Federal politicians are feathering their nests in preparation for a bigger retirement egg, John Howard revealed this week.

On Tuesday the Prime Minister announced base pay rates for politicians would jump by a massive 7.1%, with his own salary increasing by $20,000 to $309,270.

Base salaries for politicians will rise by $7,800 to $118,950, more than double the yearly income of an average Australian worker, currently $54,236.

The pay hike is a 'no-strings-attached' increase - not subject to trade-offs such as longer working hours or productivity increases - in contrast to cost of wage rises for most workers.

Opposition leader Kim Beazley, who stands to trouser an extra $18,000, has indicated that the ALP will support the Government's decision.

The hand-outs continued two days later with Howard raising new MP's super to 15.4 per cent, reversing his 2004 decision to cut employer contributions to 9% when challenged by then Labor leader Latham.
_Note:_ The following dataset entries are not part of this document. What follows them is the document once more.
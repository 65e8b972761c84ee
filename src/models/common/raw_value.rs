use serde::{Deserialize, Deserializer};
use std::fmt;

/// 客户端提交的原始标量值
///
/// 表单和 JSON 客户端对同一字段可能发送数字或字符串，这里统一保留文本形式，
/// 交给业务层解析和校验。
#[derive(Debug, Clone, PartialEq, Eq)]
pub struct RawValue(pub String);

impl RawValue {
    pub fn as_str(&self) -> &str {
        &self.0
    }
}

impl From<&str> for RawValue {
    fn from(value: &str) -> Self {
        RawValue(value.to_string())
    }
}

impl<'de> Deserialize<'de> for RawValue {
    fn deserialize<D>(deserializer: D) -> Result<Self, D::Error>
    where
        D: Deserializer<'de>,
    {
        use serde::de::{Error, Visitor};

        struct RawVisitor;

        impl<'de> Visitor<'de> for RawVisitor {
            type Value = RawValue;

            fn expecting(&self, formatter: &mut fmt::Formatter) -> fmt::Result {
                formatter.write_str("a number or a string")
            }

            fn visit_i64<E>(self, value: i64) -> Result<Self::Value, E>
            where
                E: Error,
            {
                Ok(RawValue(value.to_string()))
            }

            fn visit_u64<E>(self, value: u64) -> Result<Self::Value, E>
            where
                E: Error,
            {
                Ok(RawValue(value.to_string()))
            }

            fn visit_f64<E>(self, value: f64) -> Result<Self::Value, E>
            where
                E: Error,
            {
                Ok(RawValue(value.to_string()))
            }

            fn visit_str<E>(self, value: &str) -> Result<Self::Value, E>
            where
                E: Error,
            {
                Ok(RawValue(value.to_string()))
            }
        }

        deserializer.deserialize_any(RawVisitor)
    }
}

#[cfg(test)]
mod tests {
    use super::*;

    #[derive(Deserialize)]
    struct Body {
        review: RawValue,
    }

    #[test]
    fn test_accepts_number_and_string() {
        let body: Body = serde_json::from_str(r#"{"review": 6}"#).unwrap();
        assert_eq!(body.review.as_str(), "6");

        let body: Body = serde_json::from_str(r#"{"review": "7"}"#).unwrap();
        assert_eq!(body.review.as_str(), "7");

        let body: Body = serde_json::from_str(r#"{"review": -1}"#).unwrap();
        assert_eq!(body.review.as_str(), "-1");
    }

    #[test]
    fn test_rejects_non_scalar() {
        assert!(serde_json::from_str::<Body>(r#"{"review": [1]}"#).is_err());
    }
}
There's a golden handshake to match the bigger nest egg with all MPs elected after 2001 due to receive a redundancy payment of $29,750 if they incur the wrath of voters and lose office.

Howard trotted out the 'pay peanuts, get monkeys' theory, claiming that failing to offer attractive pay and conditions would "further reduce the quality of the gene pool."

Unnamed senior Government figures muttered that if pay and super did not increase, politicians would be vulnerable to corruption.

Beazley again fell in with the PM, telling the media with an apparently straight face that the increase in super to 15.4% was "in line with community standards."

The gravy train rolled on with increases to MP travel allowances. Senior ministers will pocket an extra $78 for overnight travel and the Prime Minister will now have $505 a night to play with when he's on the road.

But wait, there's more. This week the Senate passed controversial legislation increasing annual printing allowances for MPs to $125,000.

With unspent allowance able to be rolled over to the next year, sitting MPs potentially have over $200,000 of taxpayers funds to spend on advertising during the election year. All coming soon to a mailbox near you.